Однако для дальнейшего технологического развития химической промышленности важны крупные инвестиции в опытно-промышленную инфраструктуру отрасли, осуществить которые может только государство. Оно же в последние годы сосредоточило свою инновационную активность в зоне «новой экономики» и больше заботилось о поддержке стартапов и малых инновационных предприятий, оставляя без должного внимания инновации в традиционных капиталоемких отраслях, создающих основную долю ВВП. Фокус внимания власти стал меняться буквально в последний год, о чем можно судить по разработкам технологических платформ и весьма доходчивой мотивации к формированию эффективных инновационных стратегий в госкомпаниях. Валентин Пармон считает, что настал черед серьезного разговора об инновационной стратегии в химической отрасли. Академик видит два узких места. Это отсутствие соответствующей инфраструктуры и «инжиниринговый провал» — отсутствие на рынке крупных отечественных компаний, способных управлять проектами модернизации и строительства производственных линий. «Инжиниринговый провал» в отрасли закрывает российским разработчикам выход не только на международный рынок, но и на свой собственный.
— В построении инновационной системы в России были допущены две серьезные системные ошибки. Понять это и скорректировать действия — важнейшая задача государства. Прежде всего была допущена ошибка в выборе направления главного удара. Им для инновационной системы России должен быть, так же как и в США, Германии, Франции, не малый и средний бизнес, а крупная промышленность. Методика выбора проста: на основе экономического анализа определяются сектора, вносящие наибольший вклад в валовой национальный продукт, и затем анализируются возможности наиболее заметного влияния на этот вклад через инновации. Ведь так?

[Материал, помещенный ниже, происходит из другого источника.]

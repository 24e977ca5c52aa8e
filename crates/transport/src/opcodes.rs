// SPDX-License-Identifier: BUSL-1.1
// Copyright (c) 2026 Alfred Jean LLC

//! Command fifo opcodes (spec §6.1). Each command fifo carries a small,
//! fixed vocabulary of single-byte opcodes; `FD_DELETE_FIFO` additionally
//! carries an opcode-tagged variable-length payload.

use thiserror::Error;

#[derive(Debug, Error, PartialEq, Eq)]
pub enum OpcodeError {
    #[error("unknown opcode byte {0:#x} for {1}")]
    Unknown(u8, &'static str),
}

macro_rules! byte_opcode {
    ($(#[$meta:meta])* $name:ident { $($variant:ident = $byte:literal),+ $(,)? }) => {
        $(#[$meta])*
        #[derive(Debug, Clone, Copy, PartialEq, Eq)]
        #[repr(u8)]
        pub enum $name {
            $($variant = $byte),+
        }

        impl $name {
            pub fn from_byte(b: u8) -> Result<Self, OpcodeError> {
                match b {
                    $($byte => Ok(Self::$variant),)+
                    other => Err(OpcodeError::Unknown(other, stringify!($name))),
                }
            }

            pub fn as_byte(self) -> u8 {
                self as u8
            }
        }
    };
}

byte_opcode! {
    /// `AFD_CMD_FIFO` opcodes.
    AfdCmdOpcode {
        StartFd = 1,
        StopFd = 2,
        StartAmg = 3,
        StopAmg = 4,
    }
}

byte_opcode! {
    /// `FD_CMD_FIFO` opcodes.
    FdCmdOpcode {
        CheckFileDir = 1,
        RereadLocInterfaceFile = 2,
        ForceRemoteDirCheck = 3,
    }
}

byte_opcode! {
    /// `DC_CMD_FIFO` opcodes.
    DcCmdOpcode {
        SrExecStat = 1,
        SearchOldFiles = 2,
    }
}

byte_opcode! {
    /// `AW_CMD_FIFO` opcodes.
    AwCmdOpcode {
        Retry = 1,
    }
}

byte_opcode! {
    /// `FD_DELETE_FIFO` opcodes. Unlike the other command fifos, frames on
    /// this one carry a payload: `{opcode, payload bytes..., 0x00}`.
    FdDeleteOpcode {
        DeleteAllJobsFromHost = 1,
        DeleteRetrievesFromDir = 2,
    }
}

/// A decoded `FD_DELETE_FIFO` frame: opcode plus its NUL-terminated alias
/// payload.
#[derive(Debug, Clone, PartialEq, Eq)]
pub struct FdDeleteFrame {
    pub opcode: FdDeleteOpcode,
    pub alias: String,
}

impl FdDeleteFrame {
    pub fn encode(&self) -> Vec<u8> {
        let mut buf = Vec::with_capacity(self.alias.len() + 2);
        buf.push(self.opcode.as_byte());
        buf.extend_from_slice(self.alias.as_bytes());
        buf.push(0);
        buf
    }

    pub fn decode(bytes: &[u8]) -> Result<Self, OpcodeError> {
        let (&opcode_byte, rest) = bytes
            .split_first()
            .ok_or(OpcodeError::Unknown(0, "FdDeleteOpcode"))?;
        let opcode = FdDeleteOpcode::from_byte(opcode_byte)?;
        let alias_bytes = rest.strip_suffix(&[0]).unwrap_or(rest);
        let alias = String::from_utf8_lossy(alias_bytes).into_owned();
        Ok(Self { opcode, alias })
    }
}

/// `RETRY_FD_FIFO` payload: a 4-byte native-endianness host slot index.
pub fn encode_retry_fd_slot(slot: u32) -> [u8; 4] {
    slot.to_ne_bytes()
}

pub fn decode_retry_fd_slot(bytes: &[u8; 4]) -> u32 {
    u32::from_ne_bytes(*bytes)
}

/// `DEL_TIME_JOB_FIFO` payload: an alias string plus NUL terminator.
pub fn encode_del_time_job_alias(alias: &str) -> Vec<u8> {
    let mut buf = alias.as_bytes().to_vec();
    buf.push(0);
    buf
}

pub fn decode_del_time_job_alias(bytes: &[u8]) -> String {
    let trimmed = bytes.strip_suffix(&[0]).unwrap_or(bytes);
    String::from_utf8_lossy(trimmed).into_owned()
}

#[cfg(test)]
#[path = "opcodes_tests.rs"]
mod tests;
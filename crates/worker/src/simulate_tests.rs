// SPDX-License-Identifier: BUSL-1.1
// Copyright (c) 2026 Alfred Jean LLC

use super::*;

#[test]
fn send_file_reports_file_size_without_copying_anything() {
    let dir = tempfile::tempdir().unwrap();
    let path = dir.path().join("f.bin");
    std::fs::write(&path, vec![0u8; 4096]).unwrap();

    let mut adapter = SimulateAdapter::new();
    adapter.connect("anyhost").unwrap();

    let mut last_progress = 0u64;
    let total = adapter
        .send_file(&path, "remote.bin", &mut |n| last_progress = n)
        .unwrap();

    assert_eq!(total, 4096);
    assert_eq!(last_progress, 4096);
    assert!(!dir.path().join("remote.bin").exists());
}

#[test]
fn send_file_before_connect_fails() {
    let dir = tempfile::tempdir().unwrap();
    let path = dir.path().join("f.bin");
    std::fs::write(&path, b"x").unwrap();

    let mut adapter = SimulateAdapter::new();
    let err = adapter
        .send_file(&path, "remote.bin", &mut |_| {})
        .unwrap_err();
    assert!(matches!(err, ProtocolError::Protocol(_)));
}

#[test]
fn disconnect_requires_reconnect_before_further_sends() {
    let dir = tempfile::tempdir().unwrap();
    let path = dir.path().join("f.bin");
    std::fs::write(&path, b"x").unwrap();

    let mut adapter = SimulateAdapter::new();
    adapter.connect("anyhost").unwrap();
    adapter.disconnect().unwrap();

    let err = adapter
        .send_file(&path, "remote.bin", &mut |_| {})
        .unwrap_err();
    assert!(matches!(err, ProtocolError::Protocol(_)));
}
// SPDX-License-Identifier: BUSL-1.1
// Copyright (c) 2026 Alfred Jean LLC

//! The trace-stream line format mandated for protocol workers: a
//! protocol-contract surface external tools already parse, preserved
//! byte-for-byte rather than folded into the structured operational log.
//!
//! Format: `<DD HH:MM:SS> <sign> <hostname>[<N>]: <message> @<hex id> (<file> <line>)\n`

use afd_core::clock::Clock;
use chrono::{Datelike, TimeZone, Timelike, Utc};

/// `+` for progress/success lines, `-` for failure/warning lines, matching
/// the sign byte the original trace format carries per record.
#[derive(Debug, Clone, Copy, PartialEq, Eq)]
pub enum TraceSign {
    Plus,
    Minus,
}

impl TraceSign {
    fn as_char(self) -> char {
        match self {
            TraceSign::Plus => '+',
            TraceSign::Minus => '-',
        }
    }
}

/// Replaces non-printable bytes with `.` before the line reaches any log
/// sink, so raw server responses can never corrupt the trace stream framing.
pub fn sanitize(raw: &[u8]) -> String {
    raw.iter()
        .map(|&b| {
            if b.is_ascii_graphic() || b == b' ' {
                b as char
            } else {
                '.'
            }
        })
        .collect()
}

/// Splits a (possibly multi-line) server response on CR/LF boundaries so
/// each physical line is framed as its own trace record.
pub fn split_lines(raw: &[u8]) -> Vec<String> {
    sanitize(raw)
        .split(['\r', '\n'])
        .filter(|line| !line.is_empty())
        .map(str::to_string)
        .collect()
}

/// Formats one trace-stream record per spec §4.5.
///
/// `job_slot` is the `[<N>]` job-slot index within the host; `id` is
/// rendered as lowercase hex; `source_file`/`source_line` identify the call
/// site the way the original inline-error-branching log noise did.
#[allow(clippy::too_many_arguments)]
pub fn format_trace_line(
    clock: &impl Clock,
    sign: TraceSign,
    hostname: &str,
    job_slot: u32,
    message: &str,
    id: u64,
    source_file: &str,
    source_line: u32,
) -> String {
    let millis = clock.epoch_ms();
    let secs = (millis / 1000) as i64;
    let dt = Utc.timestamp_opt(secs, 0).single().unwrap_or_else(Utc::now);

    format!(
        "<{:02} {:02}:{:02}:{:02}> {} {}[{}]: {} @{:x} ({} {})\n",
        dt.day(),
        dt.hour(),
        dt.minute(),
        dt.second(),
        sign.as_char(),
        hostname,
        job_slot,
        message,
        id,
        source_file,
        source_line,
    )
}

#[cfg(test)]
#[path = "trace_tests.rs"]
mod tests;
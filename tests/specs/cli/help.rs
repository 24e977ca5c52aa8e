//! CLI help output specs
//!
//! Verify help text displays for the command tree.

use crate::prelude::*;

#[test]
fn afd_no_args_shows_usage_and_exits_nonzero() {
    cli().fails().stderr_has("Usage:");
}

#[test]
fn afd_help_shows_usage() {
    cli().args(&["--help"]).passes().stdout_has("Usage:");
}

#[test]
fn afd_host_help_shows_subcommands() {
    cli()
        .args(&["host", "--help"])
        .passes()
        .stdout_has("enable")
        .stdout_has("disable")
        .stdout_has("list");
}

#[test]
fn afd_dir_help_shows_subcommands() {
    cli()
        .args(&["dir", "--help"])
        .passes()
        .stdout_has("enable")
        .stdout_has("disable")
        .stdout_has("rescan");
}

#[test]
fn afd_daemon_help_shows_subcommands() {
    cli()
        .args(&["daemon", "--help"])
        .passes()
        .stdout_has("start")
        .stdout_has("stop")
        .stdout_has("status");
}

#[test]
fn afd_version_shows_version() {
    cli().args(&["--version"]).passes().stdout_has("0.1");
}
//! Host listing and inspection specs.

use crate::prelude::*;

const ONE_HOST_CONFIG: &str = r#"
version = 1

[[hosts]]
host_id = 1
host_alias = "mirror1"
real_hostname = ["primary.example", ""]
protocol = 1
allowed_transfers = 2
max_errors = 5
host_status = 0
"#;

#[test]
fn host_list_is_empty_with_no_host_config() {
    let env = Env::empty();
    env.afd().args(&["daemon", "start"]).passes();

    let out = env.afd().args(&["host", "list"]).passes();
    out.stdout_lacks("mirror1");
}

#[test]
fn host_list_shows_a_configured_host() {
    let env = Env::empty();
    std::fs::write(env.state_path().join("host_config.toml"), ONE_HOST_CONFIG).unwrap();
    env.afd().args(&["daemon", "start"]).passes();

    env.afd()
        .args(&["host", "list"])
        .passes()
        .stdout_has("mirror1")
        .stdout_has("primary.example");
}

#[test]
fn host_show_reports_full_status_for_a_known_host() {
    let env = Env::empty();
    std::fs::write(env.state_path().join("host_config.toml"), ONE_HOST_CONFIG).unwrap();
    env.afd().args(&["daemon", "start"]).passes();

    env.afd()
        .args(&["host", "show", "mirror1"])
        .passes()
        .stdout_has("mirror1")
        .stdout_has("primary.example");
}

#[test]
fn host_disable_then_enable_round_trips() {
    let env = Env::empty();
    std::fs::write(env.state_path().join("host_config.toml"), ONE_HOST_CONFIG).unwrap();
    env.afd().args(&["daemon", "start"]).passes();

    env.afd().args(&["host", "disable", "mirror1"]).passes();
    env.afd().args(&["host", "enable", "mirror1"]).passes();
}
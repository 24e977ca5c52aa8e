// SPDX-License-Identifier: BUSL-1.1
// Copyright (c) 2026 Alfred Jean LLC

//! The resend / archive pipeline (spec §4.6): stage previously-archived
//! output-log selections into fresh job directories and republish them as
//! ordinary job messages, tagged with the `ShowOlogResend` originator.

use crate::error::ResendError;
use afd_core::job_message::Originator;
use afd_core::olog::OlogEntry;
use afd_core::staging::StagingDirName;
use afd_core::{DirId, Event, HostId, JobId, JobMessage, UniqueNumber};
use afd_storage::UniqueCounter;
use indexmap::IndexMap;
use nix::errno::Errno;
use std::collections::HashMap;
use std::fs;
use std::io::{Read, Seek, SeekFrom};
use std::path::{Path, PathBuf};

/// Dedicated sentinel directory id for resend-originated staging
/// directories: they are not produced by any watched source directory, so
/// there is no real `DirId` to encode in the staging name (spec §6.5).
pub const RESEND_DIR_NO: DirId = DirId::new(0);

/// A single prior-output selection: the output log to read and the byte
/// offset at which the recorded line begins (spec §4.6 step 1).
#[derive(Debug, Clone)]
pub struct ResendSelection {
    pub log_path: PathBuf,
    pub byte_offset: u64,
}

/// Reads and parses exactly one output-log line at `selection.byte_offset`.
fn read_selection(selection: &ResendSelection) -> Result<OlogEntry, ResendError> {
    let mut file = fs::File::open(&selection.log_path)?;
    file.seek(SeekFrom::Start(selection.byte_offset))?;
    let mut rest = String::new();
    file.read_to_string(&mut rest)?;
    let line = rest.lines().next().unwrap_or("");
    OlogEntry::parse(line).map_err(|e| ResendError::MalformedLogLine(e.to_string()))
}

/// One staged batch, ready to be published as a job message (spec §4.6
/// steps 2-3).
#[derive(Debug, Clone)]
pub struct ResendBatch {
    pub host_id: HostId,
    pub job_id: JobId,
    pub unique_number: UniqueNumber,
    pub staging_dir: String,
    pub message: JobMessage,
    pub files_to_send: u32,
    pub file_size_to_send: u64,
    pub overwrite_count: u32,
    pub not_in_archive: Vec<String>,
}

impl ResendBatch {
    /// Events a caller applies to make this batch's staging durable:
    /// the job enters the ready queue exactly like an AMG-produced job,
    /// HST's running totals advance, and an audit record is kept.
    pub fn publish_events(&self, now_ms: u64) -> Vec<Event> {
        vec![
            Event::JobEnqueued {
                message: self.message,
                staging_dir: self.staging_dir.clone(),
                created_at_ms: now_ms,
            },
            Event::HostCountersAdjusted {
                host_id: self.host_id,
                delta_files: self.files_to_send as i64,
                delta_bytes: self.file_size_to_send as i64,
            },
            Event::ResendStaged {
                job_id: self.job_id,
                host_id: self.host_id,
                unique_number: self.unique_number,
                files_to_send: self.files_to_send,
                file_size_to_send: self.file_size_to_send,
            },
        ]
    }

    /// The inverse of [`Self::publish_events`]'s HST update, for a caller
    /// whose downstream publish step (the real bus write) failed after
    /// this batch was already staged on disk (spec §4.6 "Failure
    /// semantics"). The staging directory itself is left for the janitor.
    pub fn rollback_events(&self) -> Vec<Event> {
        vec![
            Event::HostCountersAdjusted {
                host_id: self.host_id,
                delta_files: -(self.files_to_send as i64),
                delta_bytes: -(self.file_size_to_send as i64),
            },
            Event::ResendRolledBack {
                job_id: self.job_id,
                host_id: self.host_id,
                files_to_send: self.files_to_send,
                file_size_to_send: self.file_size_to_send,
            },
        ]
    }
}

#[derive(Debug, Clone, Default)]
pub struct ResendSummary {
    pub batches: Vec<ResendBatch>,
    pub limit_reached: bool,
    pub total_staged: u32,
}

/// Links (or copies, on failure) one archived file into a staging
/// directory, per the fallback ladder in spec §4.6 step 3.
fn stage_one_file(
    entry: &OlogEntry,
    staging_dir: &Path,
    overwrite_count: &mut u32,
    not_in_archive: &mut Vec<String>,
) -> Option<u64> {
    let src = entry.archive_path();
    let dest = staging_dir.join(&entry.filename);

    let link_result = fs::hard_link(&src, &dest);
    let staged = match link_result {
        Ok(()) => true,
        Err(err) => match err.raw_os_error().map(Errno::from_i32) {
            Some(Errno::EEXIST) => {
                *overwrite_count += 1;
                fs::copy(&src, &dest).is_ok()
            }
            Some(Errno::EXDEV) => fs::copy(&src, &dest).is_ok(),
            _ => false,
        },
    };

    if !staged {
        not_in_archive.push(entry.filename.clone());
        return None;
    }

    // Best-effort: bump mtime so age-based purgers don't reap this staged
    // copy prematurely. A read-only destination is an accepted risk.
    if let Ok(f) = fs::OpenOptions::new().write(true).open(&dest) {
        let _ = f.set_modified(std::time::SystemTime::now());
    }

    fs::metadata(&src).ok().map(|m| m.len())
}

/// Pre-resolves the host each resend selection's job belongs to, by
/// matching the output log's recorded alias (spec §6.4) against the live
/// host table. `run_resend` groups by `job_id` alone and never sees the
/// underlying log lines, so a caller needing alias-based routing must
/// build this map first and hand back a `job_id`-keyed closure over it.
pub fn resolve_hosts(
    selections: &[ResendSelection],
    host_id_for_alias: impl Fn(&str) -> Option<HostId>,
) -> Result<HashMap<JobId, HostId>, ResendError> {
    let mut hosts = HashMap::new();
    for selection in selections {
        let entry = read_selection(selection)?;
        if let Some(host_id) = host_id_for_alias(&entry.alias) {
            hosts.entry(entry.job_id).or_insert(host_id);
        }
    }
    Ok(hosts)
}

/// Runs the full resend pipeline over `selections`, staging at most
/// `max_copied_files` per job-id group per batch and stopping once
/// `resend_limit` files have been staged in total.
#[allow(clippy::too_many_arguments)]
pub fn run_resend(
    selections: &[ResendSelection],
    job_priorities: &HashMap<JobId, u8>,
    host_for_job: impl Fn(JobId) -> Option<HostId>,
    spool_root: &Path,
    counter: &dyn UniqueCounter,
    max_copied_files: u32,
    resend_limit: u32,
    now_ms: u64,
) -> Result<ResendSummary, ResendError> {
    let mut grouped: IndexMap<JobId, Vec<OlogEntry>> = IndexMap::new();
    for selection in selections {
        let entry = read_selection(selection)?;
        grouped.entry(entry.job_id).or_default().push(entry);
    }

    let mut summary = ResendSummary::default();

    'groups: for (job_id, entries) in grouped {
        let priority = *job_priorities
            .get(&job_id)
            .ok_or(ResendError::UnknownJobPriority(job_id))?;
        let host_id = match host_for_job(job_id) {
            Some(id) => id,
            None => {
                tracing::warn!(job_id = job_id.get(), "resend job has no routable host, skipping");
                continue;
            }
        };

        for batch_entries in entries.chunks(max_copied_files.max(1) as usize) {
            if summary.total_staged >= resend_limit {
                summary.limit_reached = true;
                break 'groups;
            }

            let unique_number = counter.allocate(1)?;
            let staging_name = StagingDirName {
                priority,
                creation_time: now_ms / 1000,
                job_id,
                split_job_counter: 0,
                unique_number,
                dir_no: RESEND_DIR_NO,
            };
            let staging_rel = staging_name.format();
            let staging_dir = spool_root.join(&staging_rel);
            fs::create_dir_all(&staging_dir)?;

            let mut files_to_send = 0u32;
            let mut file_size_to_send = 0u64;
            let mut overwrite_count = 0u32;
            let mut not_in_archive = Vec::new();

            for entry in batch_entries {
                if let Some(size) = stage_one_file(
                    entry,
                    &staging_dir,
                    &mut overwrite_count,
                    &mut not_in_archive,
                ) {
                    files_to_send += 1;
                    file_size_to_send += size;
                }
            }

            let message = JobMessage {
                creation_time: now_ms / 1000,
                file_size: file_size_to_send,
                job_id,
                split_job_counter: 0,
                files_to_send,
                unique_number,
                dir_no: RESEND_DIR_NO,
                priority,
                originator: Originator::ShowOlogResend,
            };

            tracing::debug!(
                job_id = job_id.get(),
                host_id = host_id.get(),
                files_to_send,
                overwrite_count,
                "staged resend batch"
            );
            summary.total_staged += files_to_send;
            summary.batches.push(ResendBatch {
                host_id,
                job_id,
                unique_number,
                staging_dir: staging_rel,
                message,
                files_to_send,
                file_size_to_send,
                overwrite_count,
                not_in_archive,
            });
        }
    }

    Ok(summary)
}

#[cfg(test)]
#[path = "resend_tests.rs"]
mod tests;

— Вы клоните к тому, что основное внимание должно быть уделено нефте- и газопереработке?
— В том числе. Но не только нефте- и газопереработке, а крупной промышленности, крупным секторам экономики в целом. Попытка делать ставку на мелкий и средний бизнес как производителя конечной продукции для России абсолютно неприемлема с точки зрения задачи создания инновационной системы. Малый и средний бизнес должен вовлекаться в инновационную систему, как, например, в США, через обслуживание крупной промышленности.
В близком нам химическом комплексе страны существенна специфика опоры на крупнотоннажные процессы. Новые отечественные разработчики могут быть восприняты производителями только при наличии опытной проверки новых технологий. Это означает, что предлагающая разработку инжиниринговая структура должна иметь полноценную опытно-промышленную установку. Для нефтепереработки ее единичная мощность должна быть порядка пятидесяти тысяч тонн в год — это фактически опытный завод. Таких планово-убыточных опытных заводов не было в достаточном количестве даже в Советском Союзе, а сейчас они отсутствуют полностью. И без содействия государства здесь ничего не сдвинуть.
Типичная ситуация: нефтеперерабатывающая компания заинтересована в постановке нового процесса, ей нужны для производства продукции всего одна-две установки. Очевидно, что при этом невыгодно вкладывать большие деньги в создание инфраструктуры для разработки технологии нового процесса. А по отрасли в целом получается около пяти-семи заказчиков, которые вместе с государством могли бы освоить такой проект.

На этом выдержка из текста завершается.